Another part of the fraudster feeling is that I've never, at any point, felt unwell. This also did not help diagnosis in the first place...


----------



## vickster (25 Mar 2019)

Have they identified what bug you have picked up?

It’s good not to feel unwell, I felt horrible with my infected leg haematoma


----------



## DCBassman (25 Mar 2019)

No, due to antibiotics already prescribed before admission. A work in progress...


----------



## fossyant (25 Mar 2019)

Fingers crossed you get some answers.

At least you can move about. 6 weeks lying flat on my back, not being able to move even for a pee wasnt fun.

Are you allowed out of the ward, even if just a walk to the hospital cafe ?


----------



## DCBassman (25 Mar 2019)

fossyant said:


> Fingers crossed you get some answers.
> 
> At least you can move about. 6 weeks lying flat on my back, not being able to move even for a pee wasnt fun.
> 
> Are you allowed out of the ward, even if just a walk to the hospital cafe ?

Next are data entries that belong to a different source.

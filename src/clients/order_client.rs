//! Typed client for the order store actor.
//!
//! This is the formalized store capability surface the lifecycle service
//! consumes: atomic insert, fetch, filtered selection, an explicit
//! `count_active`, and the two transition actions.

use async_trait::async_trait;
use tracing::{debug, instrument};

use crate::clients::store_client::EntityClient;
use crate::model::{Order, OrderCreate, OrderFilter, OrderStatus};
use crate::order_store::{OrderAction, OrderActionResult, OrderError};
use crate::store::{StoreClient, StoreError};

/// Client for interacting with the order store.
#[derive(Clone)]
pub struct OrderStoreClient {
    inner: StoreClient<Order>,
}

fn map_store_error(e: StoreError<OrderError>) -> OrderError {
    match e {
        StoreError::Entity(e) => e,
        StoreError::NotFound(id) => OrderError::NotFound(id),
        other => OrderError::Store(other.to_string()),
    }
}

impl OrderStoreClient {
    pub fn new(inner: StoreClient<Order>) -> Self {
        Self { inner }
    }

    /// Inserts a new order record, returning its assigned ID. The insert is
    /// a single store message: readers never see a partial record.
    #[instrument(skip(self, params))]
    pub async fn insert(&self, params: OrderCreate) -> Result<String, OrderError> {
        debug!(vendor_id = %params.vendor_id, "Sending insert to store");
        self.inner.create(params).await.map_err(map_store_error)
    }

    /// Orders matching the filter.
    #[instrument(skip(self))]
    pub async fn select(&self, filter: OrderFilter) -> Result<Vec<Order>, OrderError> {
        self.inner.select(filter).await.map_err(map_store_error)
    }

    /// Count of the vendor's orders not yet collected — the load figure that
    /// gates ETA estimation.
    #[instrument(skip(self))]
    pub async fn count_active(&self, vendor_id: &str) -> Result<u32, OrderError> {
        let active = self.select(OrderFilter::active_for(vendor_id)).await?;
        Ok(active.len() as u32)
    }

    /// Executes a status transition inside the store actor and returns the
    /// new status.
    #[instrument(skip(self))]
    pub async fn advance(
        &self,
        id: &str,
        target: Option<OrderStatus>,
    ) -> Result<OrderStatus, OrderError> {
        match self
            .inner
            .perform_action(id.to_string(), OrderAction::Advance { target })
            .await
            .map_err(map_store_error)?
        {
            OrderActionResult::Advanced(status) => Ok(status),
            other => Err(OrderError::Store(format!(
                "unexpected action result: {:?}",
                other
            ))),
        }
    }

    /// Redeems an order for pickup inside the store actor.
    #[instrument(skip(self, presented_token))]
    pub async fn redeem(&self, id: &str, presented_token: &str) -> Result<(), OrderError> {
        match self
            .inner
            .perform_action(
                id.to_string(),
                OrderAction::Redeem {
                    presented_token: presented_token.to_string(),
                },
            )
            .await
            .map_err(map_store_error)?
        {
            OrderActionResult::Redeemed => Ok(()),
            other => Err(OrderError::Store(format!(
                "unexpected action result: {:?}",
                other
            ))),
        }
    }
}

#[async_trait]
impl EntityClient<Order> for OrderStoreClient {
    type Error = OrderError;

    fn inner(&self) -> &StoreClient<Order> {
        &self.inner
    }

    fn map_error(e: StoreError<OrderError>) -> Self::Error {
        map_store_error(e)
    }
}

#[cfg(test)]
mod tests {
    use super::*;
    use crate::model::OrderItem;
    use crate::store::mock::MockStore;
    use crate::store::StoreEntity;

    fn canned_order(id: &str, status: OrderStatus) -> Order {
        let mut order = Order::from_create(
            id.to_string(),
            OrderCreate {
                vendor_id: "V1".into(),
                student_id: "S1".into(),
                items: vec![OrderItem::new("Thali", 1, 5)],
                prep_minutes: 5,
                eta_minutes: 15,
                pickup_token: "a".repeat(32),
            },
        )
        .unwrap();
        order.status = status;
        order
    }

    #[tokio::test]
    async fn count_active_is_the_selection_length() {
        let mut mock = MockStore::<Order>::new();
        mock.expect_select().return_ok(vec![
            canned_order("o1", OrderStatus::Ordered),
            canned_order("o2", OrderStatus::Preparing),
        ]);
        let client = OrderStoreClient::new(mock.client());

        assert_eq!(client.count_active("V1").await, Ok(2));
        mock.verify();
    }

    #[tokio::test]
    async fn entity_errors_surface_untranslated() {
        let mut mock = MockStore::<Order>::new();
        mock.expect_action()
            .return_err(StoreError::Entity(OrderError::InvalidToken));
        let client = OrderStoreClient::new(mock.client());

        assert_eq!(
            client.redeem("o1", "wrong").await,
            Err(OrderError::InvalidToken)
        );
        mock.verify();
    }

    #[tokio::test]
    async fn missing_orders_map_to_not_found() {
        let mut mock = MockStore::<Order>::new();
        mock.expect_action()
            .return_err(StoreError::NotFound("o404".into()));
        let client = OrderStoreClient::new(mock.client());

        assert_eq!(
            client.advance("o404", None).await,
            Err(OrderError::NotFound("o404".into()))
        );
        mock.verify();
    }
}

I've actually spent some time back home, between IV antibiotics, and to the nearest pub for a meal and non-alcoholic drink, so some insanity avoided.
It seems that the previous bottom line has been amended, and a 2nd joint is possible, if needed, so that's a bit of a relief. But it's still a waiting game for the microbes...


----------



## ColinJ (25 Mar 2019)

I think you are being incredibly brave about this nightmare! 

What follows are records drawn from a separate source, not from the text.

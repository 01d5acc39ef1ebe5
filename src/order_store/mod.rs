//! Order-specific store wiring: entity implementation, errors, factory.

pub mod entity;
pub mod error;

pub use entity::{OrderAction, OrderActionResult};
pub use error::OrderError;

use crate::clients::OrderStoreClient;
use crate::model::Order;
use crate::store::StoreActor;

/// Creates the order store actor and its typed client.
///
/// Order IDs are opaque UUIDs, assigned at insert and never reused.
pub fn new() -> (StoreActor<Order>, OrderStoreClient) {
    let next_order_id = || uuid::Uuid::new_v4().to_string();
    let (actor, generic_client) = StoreActor::new(32, next_order_id);
    (actor, OrderStoreClient::new(generic_client))
}
//! Pickup token issuance and verification.
//!
//! The token is the sole pickup credential, so both halves are strict:
//! issuance draws from the operating system's CSPRNG (never from any order
//! field), and verification compares in constant time so a mismatch reveals
//! nothing about how long a matching prefix was.

use rand::rngs::OsRng;
use rand::RngCore;
use subtle::ConstantTimeEq;

/// Raw entropy per token. 16 bytes = 128 bits, hex-encoded to 32 characters.
pub const TOKEN_BYTES: usize = 16;

/// Mints and verifies opaque pickup secrets.
#[derive(Debug, Clone, Copy, Default)]
pub struct TokenIssuer;

impl TokenIssuer {
    /// Produces a fresh token: [`TOKEN_BYTES`] bytes from [`OsRng`],
    /// hex-encoded. Not sequential, not derived from any identifier.
    pub fn issue(&self) -> String {
        let mut buf = [0u8; TOKEN_BYTES];
        OsRng.fill_bytes(&mut buf);
        hex::encode(buf)
    }

    /// Compares a presented token against the stored one.
    ///
    /// The byte comparison is constant-time in the length of `stored`; the
    /// length gate itself reveals only the (public) token length.
    pub fn verify(&self, stored: &str, presented: &str) -> bool {
        stored.len() == presented.len()
            && bool::from(stored.as_bytes().ct_eq(presented.as_bytes()))
    }
}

Try to keep your spirits up, and let's hope that replacement shoulder #1 is saved by the drugs. (I don't quite understand how an artificial joint can be damaged by a bug so I assume it is the tissue that it is attached to that is the problem?)


----------



## DCBassman (25 Mar 2019)

ColinJ said:


> I think you are being incredibly brave about this nightmare!
> 
> Try to keep your spirits up, and let's hope that replacement shoulder #1 is saved by the drugs. (I don't quite understand how an artificial joint can be damaged by a bug so I assume it is the tissue that it is attached to that is the problem?)


It's because the bugs actually do contaminate the joint, rather than damage it as such, and it's very difficult to get them off it. Sometimes they will do a partial disassembly and replace just the plastic bits, already ruled out in my case. So it's just sitting here binge-watching Star Trek TNG on Netflix for a few more days...


----------



## DCBassman (25 Mar 2019)

One good thing (sort of...) is training the catering staff to always give me a pack of Custard Creams with my tea!


----------



## fossyant (25 Mar 2019)

DCBassman said:


> One good thing (sort of...) is training the catering staff to always give me a pack of Custard Creams with my tea!



A whole pack... blimey. I remember two of us asking the early morning cleaner if we could have a cuppa - she wasn't supposed to, but we were wide awake at 6am before the nursing assistants and volunteers were round with the brews.


----------



## Bonefish Blues (25 Mar 2019)

DCBassman said:


> One good thing (sort of...) is training the catering staff to always give me a pack of Custard Creams with my tea!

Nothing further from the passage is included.